Все трое навострили уши. Ралуб на какой-то миг перестал жевать. От здания бань доносились довольное шлепанье по воде, смех и болтовня, хихиканье и подозрительное бормотанье, как будто читали молитвы, доносились обрывки глухих ударов барабана и тоненькое звяканье колокольчиков тамбурина, в которое вплеталось многоголосье женского хора. Обрывки фраз и мелодика языков суахили, нубийского, абиссинского, турецкого, персидского, арабского и черкесского — всех языков, на каких говорили здесь, во дворце, и на всем острове. Такое же многообразие оттенков кожи отличало и лица людей — здесь были цвета сливок и карамели, золотистые и оливковые, корицы и кофе, все оттенки черного — включая эбеновое дерево. Однако в присутствии султана дозволялось говорить лишь на арабском — этого требовали непререкаемые традиции его предков.
Угрозы и брань учительницы были выброшены из головы — так же, как и упрямые кудри личного слуги султана, которому отец поручил найти своих непослушных чад и дать им заслуженный нагоняй.
— Да нет тут никого! — объявил Ралуб и громко выплюнул апельсиновое зернышко, затем еще одно.
— Эй, вы, там! — прозвучал низкий мужской голос прямо под ними.
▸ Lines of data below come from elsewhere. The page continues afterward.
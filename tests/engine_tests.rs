mod common;

use common::{arith, tokens, Arith, Node};
use precept::{ParseError, Parser};

fn parse(input: &str) -> Result<Node, ParseError> {
    arith().parse(tokens(input))
}

fn printed(input: &str) -> String {
    parse(input).expect("formula should parse").print()
}

#[test]
fn single_atom() {
    assert_eq!(printed("x"), "x");
}

#[test]
fn parse_builds_the_expected_tree() {
    assert_eq!(
        parse("a + b * c").unwrap(),
        Node::binary(
            "+",
            Node::atom("a"),
            Node::binary("*", Node::atom("b"), Node::atom("c")),
        )
    );
    assert_eq!(
        parse("- a !").unwrap(),
        Node::unary("!", Node::unary("-", Node::atom("a")))
    );
}

#[test]
fn tighter_operators_nest_deeper() {
    assert_eq!(printed("a + b * c"), "( a + ( b * c ) )");
    assert_eq!(printed("a * b + c"), "( ( a * b ) + c )");
}

#[test]
fn left_associative_chain_groups_leftwards() {
    assert_eq!(printed("a - b + c"), "( ( a - b ) + c )");
    assert_eq!(printed("a * b / c * d"), "( ( ( a * b ) / c ) * d )");
}

#[test]
fn right_associative_chain_groups_rightwards() {
    assert_eq!(printed("a ^ b ^ c"), "( a ^ ( b ^ c ) )");
}

#[test]
fn grouping_is_transparent_to_surrounding_precedence() {
    assert_eq!(printed("( a + b ) * c"), "( ( a + b ) * c )");
    assert_eq!(printed("a * ( b + c )"), "( a * ( b + c ) )");
    assert_eq!(printed("( ( a ) )"), "a");
}

#[test]
fn unary_minus_applies_to_the_next_term() {
    assert_eq!(printed("- a + b"), "( ( - a ) + b )");
    assert_eq!(printed("a ^ - b"), "( a ^ ( - b ) )");
    assert_eq!(printed("a * - b"), "( a * ( - b ) )");
}

#[test]
fn postfix_factorial_binds_its_left_operand() {
    assert_eq!(printed("a ! + b"), "( ( a ! ) + b )");
    assert_eq!(printed("a + b !"), "( a + ( b ! ) )");
}

#[test]
fn indexing_combines_with_a_deferred_reduction() {
    // `[ ]` binds tighter than `+`, so the index must attach to `a` alone.
    assert_eq!(printed("a [ i ] + b"), "( ( a [ i ] ) + b )");
    assert_eq!(printed("a + b [ i ]"), "( a + ( b [ i ] ) )");
    assert_eq!(printed("a [ i + j ]"), "( a [ ( i + j ) ] )");
    assert_eq!(printed("a [ i ] [ j ]"), "( ( a [ i ] ) [ j ] )");
    assert_eq!(printed("( a + b ) [ i ]"), "( ( a + b ) [ i ] )");
}

#[test]
fn equal_precedence_without_associativity_is_a_tie() {
    let err = parse("a = b = c").unwrap_err();
    match err {
        ParseError::NonAssociativeTie { position, operator } => {
            assert_eq!(position, 3);
            assert_eq!(operator, "=");
        }
        other => panic!("unexpected error: {other:?}"),
    }
}

#[test]
fn empty_input_is_rejected() {
    assert!(matches!(parse(""), Err(ParseError::EmptyInput)));
}

#[test]
fn dangling_operator_is_a_missing_operand() {
    assert!(matches!(
        parse("a +"),
        Err(ParseError::MissingOperand { position: 2 })
    ));
}

#[test]
fn unmatched_opener_is_an_unclosed_bracket() {
    assert!(matches!(
        parse("( a + b"),
        Err(ParseError::UnclosedBracket { position: 4 })
    ));
    assert!(matches!(
        parse("a [ i + j"),
        Err(ParseError::UnclosedBracket { position: 5 })
    ));
}

#[test]
fn adjacent_terms_need_a_juxtaposition_rule() {
    let err = parse("a b").unwrap_err();
    match err {
        ParseError::MissingOperator { position, found } => {
            assert_eq!(position, 1);
            assert!(found.contains('b'), "found should render the token: {found}");
        }
        other => panic!("unexpected error: {other:?}"),
    }
}

#[test]
fn implicit_product_joins_adjacent_terms() {
    let parser = Parser::new(Arith { implicit_product: true });
    let tree = parser.parse(tokens("a b + c")).unwrap();
    assert_eq!(tree.print(), "( ( a * b ) + c )");

    // The implicit operator sits at product precedence.
    let tree = parser.parse(tokens("a b ^ c")).unwrap();
    assert_eq!(tree.print(), "( a * ( b ^ c ) )");
}

#[test]
fn parse_is_reusable_and_reentrant_per_call() {
    let parser = arith();
    assert!(parser.parse(tokens("a + ")).is_err());
    // A failed parse leaves no state behind for the next call.
    assert_eq!(parser.parse(tokens("a + b")).unwrap().print(), "( a + b )");
}

#[test]
fn errors_carry_stable_diagnostic_codes() {
    use miette::Diagnostic;

    let err = parse("a = b = c").unwrap_err();
    assert_eq!(
        err.code().expect("tie should have a code").to_string(),
        "precept::parse::non_associative_tie"
    );
    assert!(err.help().is_some());
}

#[test]
fn round_trip_through_print_is_idempotent() {
    let formulas = [
        "a + b * c",
        "a ^ b ^ c",
        "- a * ( b + c )",
        "a [ i + j ] ! + b",
        "a / b / c - d",
    ];
    for formula in formulas {
        let first = parse(formula).expect("formula should parse");
        let second = parse(&first.print()).expect("printed form should parse");
        assert_eq!(first, second, "round trip changed `{formula}`");
    }
}
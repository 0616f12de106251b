//! Precept: a pluggable operator-precedence parsing engine.
//!
//! The engine turns a finite token sequence into a single value by applying
//! prefix, postfix, infix, and circumfix (bracket-like) operators in correct
//! precedence and associativity order. Token and result types are opaque;
//! the operator set comes entirely from a caller-supplied [`Dialect`].
//!
//! The crate also ships an independent [`FormulaValidator`], a flat-rule
//! checker for boolean-formula token sequences that uses no precedence at
//! all.

pub use crate::dialect::{Dialect, DialectError};
pub use crate::engine::{Cursor, Parser};
pub use crate::errors::{ParseError, ValidationError};
pub use crate::op::{
    closed_by, pair_closed_by, BinaryBuild, BindingPower, CircumfixCloser, CircumfixOp, InfixOp,
    LeadingOp, PostCircumfixCloser, PostCircumfixOp, PostfixOp, PrefixOp, TrailingOp, UnaryBuild,
};
pub use crate::validation::FormulaValidator;

pub mod dialect;
pub mod engine;
pub mod errors;
pub mod op;
pub mod validation;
Беглецы испуганно переглянулись и сжались в комочки, стараясь стать незаметнее. Послышалось шуршанье и треск — сильные руки ухватились за ветви и раздвинули их. Сначала показался шафрановый тюрбан, затем плоское лицо совсем молодого человека крупного телосложения, оспинки на его щеках были покрыты пушком недавно появившейся бороды. Белоснежная улыбка оттеняла орехового цвета кожу.